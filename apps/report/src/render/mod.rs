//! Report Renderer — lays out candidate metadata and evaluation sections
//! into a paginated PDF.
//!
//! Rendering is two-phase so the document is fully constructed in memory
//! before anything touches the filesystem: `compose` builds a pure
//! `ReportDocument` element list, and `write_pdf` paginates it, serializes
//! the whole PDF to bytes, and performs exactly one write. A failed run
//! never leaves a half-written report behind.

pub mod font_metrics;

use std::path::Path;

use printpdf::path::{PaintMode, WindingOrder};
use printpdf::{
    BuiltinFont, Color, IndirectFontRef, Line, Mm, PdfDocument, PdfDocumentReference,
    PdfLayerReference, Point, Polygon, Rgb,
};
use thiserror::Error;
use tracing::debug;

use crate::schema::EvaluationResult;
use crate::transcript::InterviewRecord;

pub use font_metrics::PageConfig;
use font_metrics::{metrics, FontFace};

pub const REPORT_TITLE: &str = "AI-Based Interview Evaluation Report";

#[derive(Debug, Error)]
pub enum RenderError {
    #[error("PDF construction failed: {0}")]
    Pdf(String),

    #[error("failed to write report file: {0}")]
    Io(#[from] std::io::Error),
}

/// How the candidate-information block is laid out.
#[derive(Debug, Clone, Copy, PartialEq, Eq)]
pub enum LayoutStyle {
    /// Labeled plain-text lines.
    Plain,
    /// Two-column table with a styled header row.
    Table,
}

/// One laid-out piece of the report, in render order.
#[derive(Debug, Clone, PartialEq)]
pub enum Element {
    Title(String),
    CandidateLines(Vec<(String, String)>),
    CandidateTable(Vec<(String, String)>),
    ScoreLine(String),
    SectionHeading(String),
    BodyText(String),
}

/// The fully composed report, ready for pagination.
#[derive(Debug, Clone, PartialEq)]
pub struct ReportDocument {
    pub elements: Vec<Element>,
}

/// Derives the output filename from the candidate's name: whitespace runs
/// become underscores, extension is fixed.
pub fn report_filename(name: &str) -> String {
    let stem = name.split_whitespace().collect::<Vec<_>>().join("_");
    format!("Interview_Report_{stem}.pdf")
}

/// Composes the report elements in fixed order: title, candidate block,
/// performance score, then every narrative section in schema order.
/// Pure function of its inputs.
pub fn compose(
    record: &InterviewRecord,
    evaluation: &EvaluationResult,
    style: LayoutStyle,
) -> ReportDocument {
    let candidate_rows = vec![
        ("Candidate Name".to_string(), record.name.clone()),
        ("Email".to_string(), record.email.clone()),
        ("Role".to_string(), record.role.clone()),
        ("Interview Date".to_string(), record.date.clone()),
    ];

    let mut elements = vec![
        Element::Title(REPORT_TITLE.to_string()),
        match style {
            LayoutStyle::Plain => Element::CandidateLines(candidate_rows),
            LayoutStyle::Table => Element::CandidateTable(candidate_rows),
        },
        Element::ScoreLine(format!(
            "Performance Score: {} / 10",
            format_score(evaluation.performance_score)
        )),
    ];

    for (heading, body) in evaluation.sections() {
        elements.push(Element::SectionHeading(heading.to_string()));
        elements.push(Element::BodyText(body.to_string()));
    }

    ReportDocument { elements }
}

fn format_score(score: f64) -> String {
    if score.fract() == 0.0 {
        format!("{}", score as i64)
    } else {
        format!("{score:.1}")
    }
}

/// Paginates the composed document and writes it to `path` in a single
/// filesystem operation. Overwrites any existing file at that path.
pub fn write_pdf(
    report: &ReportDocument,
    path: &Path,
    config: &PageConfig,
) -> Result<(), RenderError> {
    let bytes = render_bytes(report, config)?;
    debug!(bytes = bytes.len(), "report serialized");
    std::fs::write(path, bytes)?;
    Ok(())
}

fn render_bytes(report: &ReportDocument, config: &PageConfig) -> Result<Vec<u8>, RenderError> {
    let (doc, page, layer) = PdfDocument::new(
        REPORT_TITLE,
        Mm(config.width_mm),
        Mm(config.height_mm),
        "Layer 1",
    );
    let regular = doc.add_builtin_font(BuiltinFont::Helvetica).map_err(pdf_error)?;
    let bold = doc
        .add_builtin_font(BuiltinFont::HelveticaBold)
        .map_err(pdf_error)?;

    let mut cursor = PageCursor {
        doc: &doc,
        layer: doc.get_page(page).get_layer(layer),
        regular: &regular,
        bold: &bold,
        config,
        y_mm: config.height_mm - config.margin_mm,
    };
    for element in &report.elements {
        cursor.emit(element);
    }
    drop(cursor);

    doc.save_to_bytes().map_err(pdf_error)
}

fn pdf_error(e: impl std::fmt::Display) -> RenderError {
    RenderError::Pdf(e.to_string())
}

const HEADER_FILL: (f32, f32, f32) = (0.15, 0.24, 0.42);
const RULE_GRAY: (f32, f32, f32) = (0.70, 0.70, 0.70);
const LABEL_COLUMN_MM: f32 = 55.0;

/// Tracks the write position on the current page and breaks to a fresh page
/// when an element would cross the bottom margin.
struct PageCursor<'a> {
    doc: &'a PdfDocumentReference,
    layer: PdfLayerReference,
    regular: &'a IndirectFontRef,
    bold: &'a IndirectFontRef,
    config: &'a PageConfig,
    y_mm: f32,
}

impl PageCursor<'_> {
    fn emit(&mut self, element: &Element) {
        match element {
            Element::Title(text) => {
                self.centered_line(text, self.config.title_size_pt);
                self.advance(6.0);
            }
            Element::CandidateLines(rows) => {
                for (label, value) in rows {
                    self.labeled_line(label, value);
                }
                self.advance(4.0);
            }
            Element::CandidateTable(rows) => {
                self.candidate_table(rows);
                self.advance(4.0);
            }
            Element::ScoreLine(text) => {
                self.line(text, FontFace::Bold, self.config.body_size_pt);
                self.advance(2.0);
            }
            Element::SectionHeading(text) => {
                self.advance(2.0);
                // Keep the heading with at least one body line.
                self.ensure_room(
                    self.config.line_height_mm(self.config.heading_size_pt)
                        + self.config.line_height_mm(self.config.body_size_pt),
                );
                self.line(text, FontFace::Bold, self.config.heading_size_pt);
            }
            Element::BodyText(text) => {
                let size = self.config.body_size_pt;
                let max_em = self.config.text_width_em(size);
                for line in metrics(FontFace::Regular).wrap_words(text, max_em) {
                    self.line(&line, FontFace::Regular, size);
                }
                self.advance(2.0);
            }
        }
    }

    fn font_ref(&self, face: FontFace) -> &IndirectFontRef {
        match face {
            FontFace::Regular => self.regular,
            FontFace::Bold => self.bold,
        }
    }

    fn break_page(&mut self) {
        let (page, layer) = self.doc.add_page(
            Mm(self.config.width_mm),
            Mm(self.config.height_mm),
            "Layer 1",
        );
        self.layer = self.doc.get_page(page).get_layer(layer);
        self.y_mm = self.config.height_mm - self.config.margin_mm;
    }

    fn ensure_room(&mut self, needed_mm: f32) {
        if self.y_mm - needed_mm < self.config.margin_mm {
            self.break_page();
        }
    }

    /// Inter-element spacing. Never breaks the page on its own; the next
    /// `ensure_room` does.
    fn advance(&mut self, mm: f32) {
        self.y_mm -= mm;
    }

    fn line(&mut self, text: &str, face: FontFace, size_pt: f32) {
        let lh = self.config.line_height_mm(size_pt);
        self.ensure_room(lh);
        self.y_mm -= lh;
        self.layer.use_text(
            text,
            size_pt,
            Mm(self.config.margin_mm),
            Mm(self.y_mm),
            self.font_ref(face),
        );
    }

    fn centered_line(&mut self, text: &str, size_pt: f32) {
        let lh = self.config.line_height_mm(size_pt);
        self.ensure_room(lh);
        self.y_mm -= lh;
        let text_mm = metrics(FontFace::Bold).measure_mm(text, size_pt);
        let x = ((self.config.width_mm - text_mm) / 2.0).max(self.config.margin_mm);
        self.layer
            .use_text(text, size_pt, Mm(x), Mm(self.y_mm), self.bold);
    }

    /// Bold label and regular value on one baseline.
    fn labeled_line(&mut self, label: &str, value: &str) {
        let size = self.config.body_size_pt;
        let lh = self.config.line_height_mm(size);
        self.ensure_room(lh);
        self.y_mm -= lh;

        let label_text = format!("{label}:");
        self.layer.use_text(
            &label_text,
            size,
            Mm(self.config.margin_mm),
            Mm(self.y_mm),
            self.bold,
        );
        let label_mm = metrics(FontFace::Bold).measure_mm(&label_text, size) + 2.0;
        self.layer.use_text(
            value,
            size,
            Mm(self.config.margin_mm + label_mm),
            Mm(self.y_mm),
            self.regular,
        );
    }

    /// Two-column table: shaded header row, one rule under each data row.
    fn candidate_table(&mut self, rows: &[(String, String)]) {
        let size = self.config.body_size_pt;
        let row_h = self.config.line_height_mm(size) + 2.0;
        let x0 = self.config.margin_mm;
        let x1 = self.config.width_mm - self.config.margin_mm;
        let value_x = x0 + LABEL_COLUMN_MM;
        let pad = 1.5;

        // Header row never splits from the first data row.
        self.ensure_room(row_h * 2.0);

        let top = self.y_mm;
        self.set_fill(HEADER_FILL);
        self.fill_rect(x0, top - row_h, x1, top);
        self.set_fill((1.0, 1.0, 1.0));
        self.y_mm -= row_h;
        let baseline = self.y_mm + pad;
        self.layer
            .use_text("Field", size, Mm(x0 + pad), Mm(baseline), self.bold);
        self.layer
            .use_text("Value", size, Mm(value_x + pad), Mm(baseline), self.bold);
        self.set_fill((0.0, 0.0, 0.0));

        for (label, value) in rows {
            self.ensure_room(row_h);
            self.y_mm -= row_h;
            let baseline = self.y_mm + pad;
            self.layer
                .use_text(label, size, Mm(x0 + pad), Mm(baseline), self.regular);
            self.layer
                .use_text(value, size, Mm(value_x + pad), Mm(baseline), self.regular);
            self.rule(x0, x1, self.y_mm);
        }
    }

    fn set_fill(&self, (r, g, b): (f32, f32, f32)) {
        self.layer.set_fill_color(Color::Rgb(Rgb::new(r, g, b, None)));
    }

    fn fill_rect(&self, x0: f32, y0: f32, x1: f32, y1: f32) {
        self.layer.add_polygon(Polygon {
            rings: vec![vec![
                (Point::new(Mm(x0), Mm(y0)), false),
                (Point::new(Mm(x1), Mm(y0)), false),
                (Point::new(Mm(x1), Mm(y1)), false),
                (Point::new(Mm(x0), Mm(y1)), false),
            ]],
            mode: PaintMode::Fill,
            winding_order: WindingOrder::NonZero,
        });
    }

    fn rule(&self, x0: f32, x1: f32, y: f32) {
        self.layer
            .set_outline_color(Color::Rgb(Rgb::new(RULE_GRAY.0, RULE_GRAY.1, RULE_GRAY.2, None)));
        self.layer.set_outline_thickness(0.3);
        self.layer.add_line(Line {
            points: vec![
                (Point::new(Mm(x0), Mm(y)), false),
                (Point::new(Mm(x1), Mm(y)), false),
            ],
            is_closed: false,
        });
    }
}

==============================

→ WHAT THE EXERCISE ASKS:
Whenever a line in the entries holds the word "path", copy that line.

→ RESPONSE FOR THIS EXERCISE:
use std::path::Path;
use printpdf::path::{PaintMode, WindingOrder};
/// Paginates the composed document and writes it to `path` in a single
/// filesystem operation. Overwrites any existing file at that path.
    path: &Path,
    std::fs::write(path, bytes)?;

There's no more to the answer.